No need to slow for darkness. These sockets see what living eyes cannot, tracking the subtle shifts between shadow and deeper shadow. The corrupted deer shy away as I pass, sensing death's champion and his purpose.
Movement tracks my progress, silent observers in the underbrush. Nothing attacks, but watchful eyes follow. I maintain steady pace, never slowing. Let them watch. Let them learn what walks these lands now.
The mission drives these bones forward. The living need sustenance, and these memories know where it waits. I run tireless through the night, guided by fragments of dead men's knowledge, while behind me the refugees sleep uneasily beside their dying fire.
When I reach the river, its waters run black and sluggish, corruption manifesting as oily streaks across its surface. Once this was the boundary of the old kingdom, marked by stone bridges and guard towers.
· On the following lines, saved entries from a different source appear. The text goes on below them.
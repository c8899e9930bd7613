// /////////////////////////////////////////////////////////////////////////////
// Wizard's Toolkit
// Copyright (c) 2025 A Bit of Help, Inc.
// SPDX-License-Identifier: BSD-3-Clause
// See LICENSE file in the project root.
// /////////////////////////////////////////////////////////////////////////////

//! # Keyring File Service
//!
//! A versioned, little-endian binary container of `{version, id, nonce,
//! wrapped_key}` records, concatenated one after another. Readers scan
//! linearly for a matching id rather than indexing — files are expected to
//! hold at most a handful of secrets, so an index would be premature.

use std::fs::OpenOptions;
use std::io::{Read, Write};
use std::path::{Path, PathBuf};

#[cfg(unix)]
use std::os::unix::fs::OpenOptionsExt;

use wizardtk_core::error::{Result, WizardError};
use wizardtk_core::value_objects::ByteBuffer;

const FORMAT_VERSION: u16 = 0x0001;

/// One decoded on-disk record.
#[derive(Debug, Clone)]
pub struct KeyringRecord {
    pub id: Vec<u8>,
    pub nonce: Vec<u8>,
    pub wrapped_key: Vec<u8>,
}

/// Reads and appends keyring records at a fixed path.
pub struct KeyringFileService {
    path: PathBuf,
}

impl KeyringFileService {
    pub fn new(path: impl AsRef<Path>) -> Self {
        Self {
            path: path.as_ref().to_path_buf(),
        }
    }

    pub fn path(&self) -> &Path {
        &self.path
    }

    /// Appends `{version, id, nonce, wrapped_key}` to the file, creating it
    /// with mode 0600 if it does not yet exist.
    pub fn import(&self, id: &ByteBuffer, nonce: &[u8], wrapped_key: &[u8]) -> Result<()> {
        let mut record = Vec::with_capacity(2 + 4 * 3 + id.len() + nonce.len() + wrapped_key.len());
        record.extend_from_slice(&FORMAT_VERSION.to_le_bytes());
        record.extend_from_slice(&(id.len() as u32).to_le_bytes());
        record.extend_from_slice(id.as_bytes());
        record.extend_from_slice(&(nonce.len() as u32).to_le_bytes());
        record.extend_from_slice(nonce);
        record.extend_from_slice(&(wrapped_key.len() as u32).to_le_bytes());
        record.extend_from_slice(wrapped_key);

        let mut options = OpenOptions::new();
        options.append(true).create(true);
        #[cfg(unix)]
        options.mode(0o600);
        let mut file = options.open(&self.path)?;
        file.write_all(&record)?;
        Ok(())
    }

    /// Scans the file for a record whose id equals `id`.
    pub fn export(&self, id: &ByteBuffer) -> Result<KeyringRecord> {
        let contents = std::fs::read(&self.path)
            .map_err(|e| WizardError::key(format!("keyring file unreadable: {e}")))?;

        let mut cursor = 0usize;
        while cursor < contents.len() {
            let record = Self::read_record(&contents, &mut cursor)?;
            if record.id == id.as_bytes() {
                return Ok(record);
            }
        }
        Err(WizardError::key("id not found in keyring file"))
    }

    /// Human-readable listing of every record's id and lengths, for
    /// diagnostics. Never renders key material.
    pub fn print_properties(&self) -> Result<String> {
        let contents = std::fs::read(&self.path)
            .map_err(|e| WizardError::key(format!("keyring file unreadable: {e}")))?;
        let mut cursor = 0usize;
        let mut out = String::new();
        let mut count = 0usize;
        while cursor < contents.len() {
            let record = Self::read_record(&contents, &mut cursor)?;
            out.push_str(&format!(
                "record {count}: id={} nonce_len={} key_len={}\n",
                hex::encode(&record.id),
                record.nonce.len(),
                record.wrapped_key.len()
            ));
            count += 1;
        }
        Ok(out)
    }

    fn read_record(contents: &[u8], cursor: &mut usize) -> Result<KeyringRecord> {
        let _version = Self::read_u16(contents, cursor)?;
        let id_len = Self::read_u32(contents, cursor)? as usize;
        let id = Self::read_bytes(contents, cursor, id_len)?;
        let nonce_len = Self::read_u32(contents, cursor)? as usize;
        let nonce = Self::read_bytes(contents, cursor, nonce_len)?;
        let key_len = Self::read_u32(contents, cursor)? as usize;
        let wrapped_key = Self::read_bytes(contents, cursor, key_len)?;
        Ok(KeyringRecord { id, nonce, wrapped_key })
    }

    fn read_u16(contents: &[u8], cursor: &mut usize) -> Result<u16> {
        let bytes = Self::read_bytes(contents, cursor, 2)?;
        Ok(u16::from_le_bytes([bytes[0], bytes[1]]))
    }

    fn read_u32(contents: &[u8], cursor: &mut usize) -> Result<u32> {
        let bytes = Self::read_bytes(contents, cursor, 4)?;
        Ok(u32::from_le_bytes([bytes[0], bytes[1], bytes[2], bytes[3]]))
    }

    fn read_bytes(contents: &[u8], cursor: &mut usize, len: usize) -> Result<Vec<u8>> {
        let end = cursor
            .checked_add(len)
            .filter(|end| *end <= contents.len())
            .ok_or_else(|| WizardError::key("keyring file record is truncated"))?;
        let slice = contents[*cursor..end].to_vec();
        *cursor = end;
        Ok(slice)
    }
}

#[cfg(test)]
mod tests {
    use super::*;

    #[test]
    fn import_then_export_round_trips() {
        let dir = tempfile::tempdir().unwrap();
        let service = KeyringFileService::new(dir.path().join("keyring.bin"));
        let id = ByteBuffer::from_bytes(b"an-id");
        service.import(&id, b"0123456789abcdef", b"wrapped-key-bytes").unwrap();

        let record = service.export(&id).unwrap();
        assert_eq!(record.id, b"an-id");
        assert_eq!(record.nonce, b"0123456789abcdef");
        assert_eq!(record.wrapped_key, b"wrapped-key-bytes");
    }

    #[test]
    fn export_scans_past_non_matching_records() {
        let dir = tempfile::tempdir().unwrap();
        let service = KeyringFileService::new(dir.path().join("keyring.bin"));
        for i in 0..5u8 {
            let id = ByteBuffer::from_bytes(&[i; 4]);
            service.import(&id, &[0u8; 16], &[i; 8]).unwrap();
        }
        let target = ByteBuffer::from_bytes(&[3u8; 4]);
        let record = service.export(&target).unwrap();
        assert_eq!(record.wrapped_key, vec![3u8; 8]);
    }

    #[test]
    fn export_on_missing_id_is_an_error() {
        let dir = tempfile::tempdir().unwrap();
        let service = KeyringFileService::new(dir.path().join("keyring.bin"));
        service
            .import(&ByteBuffer::from_bytes(b"other"), &[0u8; 16], b"x")
            .unwrap();
        assert!(service.export(&ByteBuffer::from_bytes(b"missing")).is_err());
    }

    #[test]
    fn export_on_nonexistent_file_is_an_error() {
        let dir = tempfile::tempdir().unwrap();
        let service = KeyringFileService::new(dir.path().join("does-not-exist.bin"));
        assert!(service.export(&ByteBuffer::from_bytes(b"id")).is_err());
    }
}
Now only broken columns remain, the bridge long since claimed by whatever lurks beneath that tainted flow.
I find the ford from borrowed memory, testing each step as I cross. The water hisses against armor plates, strange luminescence flaring where it touches metal. These bones feel no pain, even as corruption tests their integrity. Dragon vertebrae resist the taint, the magic that suffuses them burning away corruption's touch.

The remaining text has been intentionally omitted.